(Stored dataset items)
· · · ·

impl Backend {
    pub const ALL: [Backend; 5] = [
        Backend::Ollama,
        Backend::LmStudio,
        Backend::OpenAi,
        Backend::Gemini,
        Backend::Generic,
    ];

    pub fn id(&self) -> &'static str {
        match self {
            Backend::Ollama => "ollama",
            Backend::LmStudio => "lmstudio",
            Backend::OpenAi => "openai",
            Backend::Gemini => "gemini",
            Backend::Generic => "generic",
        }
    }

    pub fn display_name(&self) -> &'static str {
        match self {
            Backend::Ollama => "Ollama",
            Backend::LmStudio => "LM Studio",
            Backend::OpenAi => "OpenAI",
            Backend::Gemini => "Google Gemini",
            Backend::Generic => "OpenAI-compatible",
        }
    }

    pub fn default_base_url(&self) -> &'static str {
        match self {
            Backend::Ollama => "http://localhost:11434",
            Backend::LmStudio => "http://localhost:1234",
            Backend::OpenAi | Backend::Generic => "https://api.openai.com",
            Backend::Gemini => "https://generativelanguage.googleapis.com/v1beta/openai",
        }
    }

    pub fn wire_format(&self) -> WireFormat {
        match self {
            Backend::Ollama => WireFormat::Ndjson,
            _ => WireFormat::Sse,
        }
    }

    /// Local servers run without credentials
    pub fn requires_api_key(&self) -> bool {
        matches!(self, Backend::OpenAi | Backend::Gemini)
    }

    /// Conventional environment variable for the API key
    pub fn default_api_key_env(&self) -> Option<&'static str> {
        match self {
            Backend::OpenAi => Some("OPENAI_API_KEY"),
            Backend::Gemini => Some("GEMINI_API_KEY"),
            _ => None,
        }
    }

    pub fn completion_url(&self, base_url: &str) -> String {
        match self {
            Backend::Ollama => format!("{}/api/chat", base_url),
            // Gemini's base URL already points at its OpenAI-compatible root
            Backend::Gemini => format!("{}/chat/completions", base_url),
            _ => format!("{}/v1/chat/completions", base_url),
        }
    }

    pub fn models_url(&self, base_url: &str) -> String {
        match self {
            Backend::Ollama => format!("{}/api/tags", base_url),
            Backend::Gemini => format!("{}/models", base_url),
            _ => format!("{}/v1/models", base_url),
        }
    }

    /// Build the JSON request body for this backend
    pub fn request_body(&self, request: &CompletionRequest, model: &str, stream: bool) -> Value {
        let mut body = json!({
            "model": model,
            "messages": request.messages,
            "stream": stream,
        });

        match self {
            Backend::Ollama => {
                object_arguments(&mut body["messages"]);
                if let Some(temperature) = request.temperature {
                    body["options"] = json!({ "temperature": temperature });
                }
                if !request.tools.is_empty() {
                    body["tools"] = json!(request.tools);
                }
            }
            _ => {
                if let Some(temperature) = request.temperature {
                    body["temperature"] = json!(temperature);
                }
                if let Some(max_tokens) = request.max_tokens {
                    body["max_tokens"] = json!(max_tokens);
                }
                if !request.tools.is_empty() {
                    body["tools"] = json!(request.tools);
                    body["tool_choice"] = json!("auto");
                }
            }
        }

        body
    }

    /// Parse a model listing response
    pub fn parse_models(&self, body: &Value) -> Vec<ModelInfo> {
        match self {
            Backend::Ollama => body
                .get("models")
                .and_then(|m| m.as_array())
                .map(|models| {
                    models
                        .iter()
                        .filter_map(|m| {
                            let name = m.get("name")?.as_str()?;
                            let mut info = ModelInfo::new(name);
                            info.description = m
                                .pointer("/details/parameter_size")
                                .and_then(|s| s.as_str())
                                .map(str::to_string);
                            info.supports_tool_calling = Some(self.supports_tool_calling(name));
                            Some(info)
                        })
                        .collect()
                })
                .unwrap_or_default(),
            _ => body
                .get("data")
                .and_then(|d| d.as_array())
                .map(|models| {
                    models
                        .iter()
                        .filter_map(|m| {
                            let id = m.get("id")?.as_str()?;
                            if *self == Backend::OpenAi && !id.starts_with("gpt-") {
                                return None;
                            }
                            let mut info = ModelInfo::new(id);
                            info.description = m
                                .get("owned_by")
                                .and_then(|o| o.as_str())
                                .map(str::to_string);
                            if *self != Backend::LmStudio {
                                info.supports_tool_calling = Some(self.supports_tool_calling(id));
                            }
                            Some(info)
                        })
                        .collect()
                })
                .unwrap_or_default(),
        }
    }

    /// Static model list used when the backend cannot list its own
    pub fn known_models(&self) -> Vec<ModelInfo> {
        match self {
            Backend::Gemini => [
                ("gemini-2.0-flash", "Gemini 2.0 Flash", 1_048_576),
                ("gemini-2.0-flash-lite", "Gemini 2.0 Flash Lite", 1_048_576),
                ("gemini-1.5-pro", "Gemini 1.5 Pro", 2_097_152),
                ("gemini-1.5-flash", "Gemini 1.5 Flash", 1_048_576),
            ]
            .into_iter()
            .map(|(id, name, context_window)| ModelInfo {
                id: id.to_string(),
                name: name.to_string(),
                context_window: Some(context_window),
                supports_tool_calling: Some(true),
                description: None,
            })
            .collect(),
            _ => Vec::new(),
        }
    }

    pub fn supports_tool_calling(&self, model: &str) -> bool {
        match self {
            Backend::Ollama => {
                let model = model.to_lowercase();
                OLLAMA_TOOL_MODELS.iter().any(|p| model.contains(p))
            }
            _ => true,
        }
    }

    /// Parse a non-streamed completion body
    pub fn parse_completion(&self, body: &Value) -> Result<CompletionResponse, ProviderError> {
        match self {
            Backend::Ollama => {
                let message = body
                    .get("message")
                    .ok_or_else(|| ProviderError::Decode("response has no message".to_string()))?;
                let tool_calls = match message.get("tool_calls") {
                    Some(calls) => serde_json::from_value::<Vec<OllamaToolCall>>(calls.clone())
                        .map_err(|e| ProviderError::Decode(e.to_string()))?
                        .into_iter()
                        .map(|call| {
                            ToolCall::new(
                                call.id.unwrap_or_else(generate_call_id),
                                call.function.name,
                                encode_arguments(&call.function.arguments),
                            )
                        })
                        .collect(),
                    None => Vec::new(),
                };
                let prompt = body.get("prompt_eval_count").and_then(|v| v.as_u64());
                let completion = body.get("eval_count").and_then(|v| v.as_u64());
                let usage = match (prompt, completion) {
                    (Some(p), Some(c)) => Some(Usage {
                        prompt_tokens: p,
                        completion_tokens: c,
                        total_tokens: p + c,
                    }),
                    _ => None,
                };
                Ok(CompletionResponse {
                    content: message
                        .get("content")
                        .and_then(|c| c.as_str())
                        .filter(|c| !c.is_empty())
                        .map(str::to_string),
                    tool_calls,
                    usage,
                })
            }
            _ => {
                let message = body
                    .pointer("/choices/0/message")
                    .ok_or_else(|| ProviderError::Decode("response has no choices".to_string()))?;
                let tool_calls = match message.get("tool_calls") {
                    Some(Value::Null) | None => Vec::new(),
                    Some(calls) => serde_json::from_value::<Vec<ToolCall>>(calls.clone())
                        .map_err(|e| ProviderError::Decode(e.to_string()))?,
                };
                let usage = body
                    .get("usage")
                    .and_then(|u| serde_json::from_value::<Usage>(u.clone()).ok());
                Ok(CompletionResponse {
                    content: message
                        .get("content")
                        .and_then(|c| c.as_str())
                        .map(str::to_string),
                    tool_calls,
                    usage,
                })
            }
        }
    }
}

· · · ·

• [WORK TASK]: Using the data above, output each line exactly.

• [SOLUTION BELOW]:
impl Backend {
    pub const ALL: [Backend; 5] = [
        Backend::Ollama,
        Backend::LmStudio,
        Backend::OpenAi,
        Backend::Gemini,
        Backend::Generic,
    ];

    pub fn id(&self) -> &'static str {
        match self {
            Backend::Ollama => "ollama",
            Backend::LmStudio => "lmstudio",
            Backend::OpenAi => "openai",
            Backend::Gemini => "gemini",
            Backend::Generic => "generic",
        }
    }

    pub fn display_name(&self) -> &'static str {
        match self {
            Backend::Ollama => "Ollama",
            Backend::LmStudio => "LM Studio",
            Backend::OpenAi => "OpenAI",
            Backend::Gemini => "Google Gemini",
            Backend::Generic => "OpenAI-compatible",
        }
    }

    pub fn default_base_url(&self) -> &'static str {
        match self {
            Backend::Ollama => "http://localhost:11434",
            Backend::LmStudio => "http://localhost:1234",
            Backend::OpenAi | Backend::Generic => "https://api.openai.com",
            Backend::Gemini => "https://generativelanguage.googleapis.com/v1beta/openai",
        }
    }

    pub fn wire_format(&self) -> WireFormat {
        match self {
            Backend::Ollama => WireFormat::Ndjson,
            _ => WireFormat::Sse,
        }
    }

    /// Local servers run without credentials
    pub fn requires_api_key(&self) -> bool {
        matches!(self, Backend::OpenAi | Backend::Gemini)
    }

    /// Conventional environment variable for the API key
    pub fn default_api_key_env(&self) -> Option<&'static str> {
        match self {
            Backend::OpenAi => Some("OPENAI_API_KEY"),
            Backend::Gemini => Some("GEMINI_API_KEY"),
            _ => None,
        }
    }

    pub fn completion_url(&self, base_url: &str) -> String {
        match self {
            Backend::Ollama => format!("{}/api/chat", base_url),
            // Gemini's base URL already points at its OpenAI-compatible root
            Backend::Gemini => format!("{}/chat/completions", base_url),
            _ => format!("{}/v1/chat/completions", base_url),
        }
    }

    pub fn models_url(&self, base_url: &str) -> String {
        match self {
            Backend::Ollama => format!("{}/api/tags", base_url),
            Backend::Gemini => format!("{}/models", base_url),
            _ => format!("{}/v1/models", base_url),
        }
    }

    /// Build the JSON request body for this backend
    pub fn request_body(&self, request: &CompletionRequest, model: &str, stream: bool) -> Value {
        let mut body = json!({
            "model": model,
            "messages": request.messages,
            "stream": stream,
        });

        match self {
            Backend::Ollama => {
                object_arguments(&mut body["messages"]);
                if let Some(temperature) = request.temperature {
                    body["options"] = json!({ "temperature": temperature });
                }
                if !request.tools.is_empty() {
                    body["tools"] = json!(request.tools);
                }
            }
            _ => {
                if let Some(temperature) = request.temperature {
                    body["temperature"] = json!(temperature);
                }
                if let Some(max_tokens) = request.max_tokens {
                    body["max_tokens"] = json!(max_tokens);
                }
                if !request.tools.is_empty() {
                    body["tools"] = json!(request.tools);
                    body["tool_choice"] = json!("auto");
                }
            }
        }

        body
    }

    /// Parse a model listing response
    pub fn parse_models(&self, body: &Value) -> Vec<ModelInfo> {
        match self {
            Backend::Ollama => body
                .get("models")
                .and_then(|m| m.as_array())
                .map(|models| {
                    models
                        .iter()
                        .filter_map(|m| {
                            let name = m.get("name")?.as_str()?;
                            let mut info = ModelInfo::new(name);
                            info.description = m
                                .pointer("/details/parameter_size")
                                .and_then(|s| s.as_str())
                                .map(str::to_string);
                            info.supports_tool_calling = Some(self.supports_tool_calling(name));
                            Some(info)
                        })
                        .collect()
                })
                .unwrap_or_default(),
            _ => body
                .get("data")
                .and_then(|d| d.as_array())
                .map(|models| {
                    models
                        .iter()
                        .filter_map(|m| {
                            let id = m.get("id")?.as_str()?;
                            if *self == Backend::OpenAi && !id.starts_with("gpt-") {
                                return None;
                            }
                            let mut info = ModelInfo::new(id);
                            info.description = m
                                .get("owned_by")
                                .and_then(|o| o.as_str())
                                .map(str::to_string);
                            if *self != Backend::LmStudio {
                                info.supports_tool_calling = Some(self.supports_tool_calling(id));
                            }
                            Some(info)
                        })
                        .collect()
                })
                .unwrap_or_default(),
        }
    }

    /// Static model list used when the backend cannot list its own
    pub fn known_models(&self) -> Vec<ModelInfo> {
        match self {
            Backend::Gemini => [
                ("gemini-2.0-flash", "Gemini 2.0 Flash", 1_048_576),
                ("gemini-2.0-flash-lite", "Gemini 2.0 Flash Lite", 1_048_576),
                ("gemini-1.5-pro", "Gemini 1.5 Pro", 2_097_152),
                ("gemini-1.5-flash", "Gemini 1.5 Flash", 1_048_576),
            ]
            .into_iter()
            .map(|(id, name, context_window)| ModelInfo {
                id: id.to_string(),
                name: name.to_string(),
                context_window: Some(context_window),
                supports_tool_calling: Some(true),
                description: None,
            })
            .collect(),
            _ => Vec::new(),
        }
    }

    pub fn supports_tool_calling(&self, model: &str) -> bool {
        match self {
            Backend::Ollama => {
                let model = model.to_lowercase();
                OLLAMA_TOOL_MODELS.iter().any(|p| model.contains(p))
            }
            _ => true,
        }
    }

    /// Parse a non-streamed completion body
    pub fn parse_completion(&self, body: &Value) -> Result<CompletionResponse, ProviderError> {
        match self {
            Backend::Ollama => {
                let message = body
                    .get("message")
                    .ok_or_else(|| ProviderError::Decode("response has no message".to_string()))?;
                let tool_calls = match message.get("tool_calls") {
                    Some(calls) => serde_json::from_value::<Vec<OllamaToolCall>>(calls.clone())
                        .map_err(|e| ProviderError::Decode(e.to_string()))?
                        .into_iter()
                        .map(|call| {
                            ToolCall::new(
                                call.id.unwrap_or_else(generate_call_id),
                                call.function.name,
                                encode_arguments(&call.function.arguments),
                            )
                        })
                        .collect(),
                    None => Vec::new(),
                };
                let prompt = body.get("prompt_eval_count").and_then(|v| v.as_u64());
                let completion = body.get("eval_count").and_then(|v| v.as_u64());
                let usage = match (prompt, completion) {
                    (Some(p), Some(c)) => Some(Usage {
                        prompt_tokens: p,
                        completion_tokens: c,
                        total_tokens: p + c,
                    }),
                    _ => None,
                };
                Ok(CompletionResponse {
                    content: message
                        .get("content")
                        .and_then(|c| c.as_str())
                        .filter(|c| !c.is_empty())
                        .map(str::to_string),
                    tool_calls,
                    usage,
                })
            }
            _ => {
                let message = body
                    .pointer("/choices/0/message")
                    .ok_or_else(|| ProviderError::Decode("response has no choices".to_string()))?;
                let tool_calls = match message.get("tool_calls") {
                    Some(Value::Null) | None => Vec::new(),
                    Some(calls) => serde_json::from_value::<Vec<ToolCall>>(calls.clone())
                        .map_err(|e| ProviderError::Decode(e.to_string()))?,
                };
                let usage = body
                    .get("usage")
                    .and_then(|u| serde_json::from_value::<Usage>(u.clone()).ok());
                Ok(CompletionResponse {
                    content: message
                        .get("content")
                        .and_then(|c| c.as_str())
                        .map(str::to_string),
                    tool_calls,
                    usage,
                })
            }
        }
    }
}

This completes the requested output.